“If there must be packing, I am ready to help, father.”

“I’m afraid that’s all there’s left to do, dear. But we’re not going to show the white feather, are we? I’ve just been planning a lovely little tour on the Continent for you and me, where we shall forget, for a time, that there is such an ugly thing as a strike in the whole world. You’ll be a princess, and I’ll be the old dethroned king; they always went to the Continent, you know, after a defeat.”
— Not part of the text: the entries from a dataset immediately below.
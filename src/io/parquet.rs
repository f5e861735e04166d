//! Parquet encoding of record sets, powered by Arrow.
//!
//! - [`write_parquet_bytes`] turns a typed [`RecordSet`] into an in-memory Parquet
//!   file (one row group, Snappy compressed)
//! - [`read_parquet_bytes`] decodes such a file back into a record set
//! - [`arrow_schema`] exposes the column type mapping
//!
//! Type mapping (all fields nullable):
//!
//! | logical type          | Arrow type |
//! |-----------------------|------------|
//! | `string`, `timestamp` | `Utf8`     |
//! | `int`                 | `Int32`    |
//! | `long`                | `Int64`    |
//! | `double`              | `Float64`  |
//! | `date`                | `Date32`   |
//!
//! Timestamp columns are already rendered to text by the cleaning stages, so they
//! are stored as strings.

use crate::record::{Column, LogicalType, RecordSet, Value};
use anyhow::{Context, Result, anyhow, bail};
use arrow::array::{
    Array, ArrayRef, AsArray, Date32Array, Float64Array, Int32Array, Int64Array, StringArray,
};
use arrow::datatypes::{DataType, Date32Type, Field, Float64Type, Int32Type, Int64Type, Schema};
use arrow::record_batch::{RecordBatch, RecordBatchOptions};
use bytes::Bytes;
use chrono::{Duration, NaiveDate};
use ordered_float::OrderedFloat;
use parquet::arrow::ArrowWriter;
use parquet::arrow::arrow_reader::ParquetRecordBatchReaderBuilder;
use parquet::basic::Compression;
use parquet::file::properties::WriterProperties;
use std::sync::Arc;

fn unix_epoch() -> NaiveDate {
    NaiveDate::default()
}

/// Arrow type used to store a column of the given logical type.
#[must_use]
pub fn arrow_type(kind: LogicalType) -> DataType {
    match kind {
        LogicalType::String | LogicalType::Timestamp => DataType::Utf8,
        LogicalType::Int => DataType::Int32,
        LogicalType::Long => DataType::Int64,
        LogicalType::Double => DataType::Float64,
        LogicalType::Date => DataType::Date32,
    }
}

/// Arrow schema for a record set, in column order.
#[must_use]
pub fn arrow_schema(records: &RecordSet) -> Schema {
    Schema::new(
        records
            .columns()
            .iter()
            .map(|c| Field::new(c.name.as_str(), arrow_type(c.kind), true))
            .collect::<Vec<_>>(),
    )
}

fn mismatch(column: &Column, v: &Value) -> anyhow::Error {
    anyhow!(
        "column '{}' is declared {} but holds {v:?}",
        column.name,
        column.kind
    )
}

fn column_to_array(column: &Column) -> Result<ArrayRef> {
    let array: ArrayRef = match column.kind {
        LogicalType::String | LogicalType::Timestamp => {
            let vals = column
                .values
                .iter()
                .map(|v| match v {
                    Value::Null => Ok(None),
                    Value::Str(s) => Ok(Some(s.as_str())),
                    other => Err(mismatch(column, other)),
                })
                .collect::<Result<Vec<_>>>()?;
            Arc::new(StringArray::from(vals))
        }
        LogicalType::Int => {
            let vals = column
                .values
                .iter()
                .map(|v| match v {
                    Value::Null => Ok(None),
                    Value::Int(i) => Ok(Some(*i)),
                    other => Err(mismatch(column, other)),
                })
                .collect::<Result<Vec<_>>>()?;
            Arc::new(Int32Array::from(vals))
        }
        LogicalType::Long => {
            let vals = column
                .values
                .iter()
                .map(|v| match v {
                    Value::Null => Ok(None),
                    Value::Long(i) => Ok(Some(*i)),
                    other => Err(mismatch(column, other)),
                })
                .collect::<Result<Vec<_>>>()?;
            Arc::new(Int64Array::from(vals))
        }
        LogicalType::Double => {
            let vals = column
                .values
                .iter()
                .map(|v| match v {
                    Value::Null => Ok(None),
                    Value::Double(d) => Ok(Some(d.into_inner())),
                    other => Err(mismatch(column, other)),
                })
                .collect::<Result<Vec<_>>>()?;
            Arc::new(Float64Array::from(vals))
        }
        LogicalType::Date => {
            let vals = column
                .values
                .iter()
                .map(|v| match v {
                    Value::Null => Ok(None),
                    Value::Date(d) => {
                        let days = d.signed_duration_since(unix_epoch()).num_days();
                        i32::try_from(days)
                            .map(Some)
                            .with_context(|| format!("date {d} out of Date32 range"))
                    }
                    other => Err(mismatch(column, other)),
                })
                .collect::<Result<Vec<_>>>()?;
            Arc::new(Date32Array::from(vals))
        }
    };
    Ok(array)
}

/// Encode a record set as a Parquet file held in memory.
///
/// A zero-row record set produces a valid file with the full schema.
///
/// # Errors
/// Returns an error if a value does not match its column's declared type or the
/// Arrow writer fails.
pub fn write_parquet_bytes(records: &RecordSet) -> Result<Vec<u8>> {
    let schema = Arc::new(arrow_schema(records));
    let arrays = records
        .columns()
        .iter()
        .map(column_to_array)
        .collect::<Result<Vec<_>>>()?;
    let options = RecordBatchOptions::new().with_row_count(Some(records.num_rows()));
    let batch = RecordBatch::try_new_with_options(Arc::clone(&schema), arrays, &options)
        .context("assemble RecordBatch")?;

    let props = WriterProperties::builder()
        .set_compression(Compression::SNAPPY)
        .build();
    let mut writer =
        ArrowWriter::try_new(Vec::new(), schema, Some(props)).context("create ArrowWriter")?;
    writer.write(&batch).context("write batch to parquet")?;
    writer.into_inner().context("close ArrowWriter")
}

fn logical_type_of(data_type: &DataType) -> Result<LogicalType> {
    Ok(match data_type {
        DataType::Utf8 => LogicalType::String,
        DataType::Int32 => LogicalType::Int,
        DataType::Int64 => LogicalType::Long,
        DataType::Float64 => LogicalType::Double,
        DataType::Date32 => LogicalType::Date,
        other => bail!("unsupported Arrow type {other}"),
    })
}

fn append_array(column: &mut Column, array: &dyn Array) -> Result<()> {
    let values = &mut column.values;
    match column.kind {
        LogicalType::String | LogicalType::Timestamp => {
            let a = array.as_string::<i32>();
            values.extend((0..a.len()).map(|i| {
                if a.is_null(i) {
                    Value::Null
                } else {
                    Value::str(a.value(i))
                }
            }));
        }
        LogicalType::Int => {
            let a = array.as_primitive::<Int32Type>();
            values.extend(a.iter().map(|v| v.map_or(Value::Null, Value::Int)));
        }
        LogicalType::Long => {
            let a = array.as_primitive::<Int64Type>();
            values.extend(a.iter().map(|v| v.map_or(Value::Null, Value::Long)));
        }
        LogicalType::Double => {
            let a = array.as_primitive::<Float64Type>();
            values.extend(
                a.iter()
                    .map(|v| v.map_or(Value::Null, |d| Value::Double(OrderedFloat(d)))),
            );
        }
        LogicalType::Date => {
            let a = array.as_primitive::<Date32Type>();
            for v in a.iter() {
                values.push(match v {
                    None => Value::Null,
                    Some(days) => Value::Date(
                        unix_epoch()
                            .checked_add_signed(Duration::days(i64::from(days)))
                            .context("Date32 value out of range")?,
                    ),
                });
            }
        }
    }
    Ok(())
}

/// Decode a Parquet file produced by [`write_parquet_bytes`].
///
/// # Errors
/// Returns an error if the bytes are not a readable Parquet file or contain an
/// Arrow type outside the mapping above.
pub fn read_parquet_bytes(data: impl Into<Bytes>) -> Result<RecordSet> {
    let builder = ParquetRecordBatchReaderBuilder::try_new(data.into())
        .context("open ParquetRecordBatchReader")?;
    let mut columns = builder
        .schema()
        .fields()
        .iter()
        .map(|f| Ok(Column::new(f.name().as_str(), logical_type_of(f.data_type())?, Vec::new())))
        .collect::<Result<Vec<_>>>()?;
    let reader = builder.build().context("build ParquetRecordBatchReader")?;

    for batch in reader {
        let batch = batch.context("read next batch")?;
        for (column, array) in columns.iter_mut().zip(batch.columns()) {
            append_array(column, array.as_ref())?;
        }
    }
    RecordSet::from_columns(columns).context("assemble Parquet columns")
}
Sartwell’s attempt at banter was a gloomy failure, and he avoided his daughter’s eye, pretending to be sorting out some papers. She saw how hard hit he was, and the tears came into her eyes.
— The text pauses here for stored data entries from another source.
//! File globbing for the local object store.
//!
//! Directory trees are enumerated with a `**/*` pattern rooted at an escaped
//! base directory, so bucket roots containing glob metacharacters are matched
//! literally.

use crate::io::cloud::{CloudIOError, CloudResult, ErrorKind};
use glob::{Pattern, glob};
use std::path::{Path, PathBuf};

/// Expand a glob pattern into a sorted vector of matching file paths.
///
/// Directories are skipped. Zero matches is an empty vector, not an error.
///
/// # Errors
///
/// Returns an error if the pattern is invalid or a matched entry can't be read.
pub fn expand_glob(pattern: &str) -> CloudResult<Vec<PathBuf>> {
    let paths = glob(pattern).map_err(|e| {
        CloudIOError::new(ErrorKind::InvalidInput, format!("invalid glob pattern: {pattern}"))
            .with_source(e.to_string())
    })?;

    let mut result = Vec::new();
    for entry in paths {
        let path = entry.map_err(|e| {
            CloudIOError::new(
                ErrorKind::Io,
                format!("error reading glob entry for pattern: {pattern}"),
            )
            .with_source(e.to_string())
        })?;
        if path.is_file() {
            result.push(path);
        }
    }

    // Sort for deterministic order
    result.sort();

    Ok(result)
}

/// Every file below `dir`, recursively, sorted. A missing directory yields
/// nothing.
///
/// # Errors
///
/// See [`expand_glob`].
pub fn files_under(dir: &Path) -> CloudResult<Vec<PathBuf>> {
    if !dir.is_dir() {
        return Ok(Vec::new());
    }
    let base = Pattern::escape(&dir.to_string_lossy());
    expand_glob(&format!("{base}/**/*"))
}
“Is the directors’ meeting over?” she asked at last.

“No. They are in there yet, arranging the terms of surrender—or hardly that, for there are no terms. They simply give the men all they ask—which, of course, they might have done a month ago, and saved all this bother. I knew how it would be when they heard about the ship lying unloaded in Australia. There was not an ounce of fight left in them, and I felt sure a blow dealt so far away would appeal to what little imagination any of them has. It seems to them decisive, but of course it is nothing of the kind. It is merely a theatrical bit of by-play that should have no bearing on the result. But there is little use in kicking against fate. They are at this moment engaged in writing out their letter of capitulation—as if it made any difference how you worded an acknowledgment of defeat and a surrender of your interests to a lot of ignorant, beer-drinking boors who don’t——but what is the use of cursing? Another week of this indecision would have demoralized me; in fact, I think it has done so already, for I don’t generally growl.”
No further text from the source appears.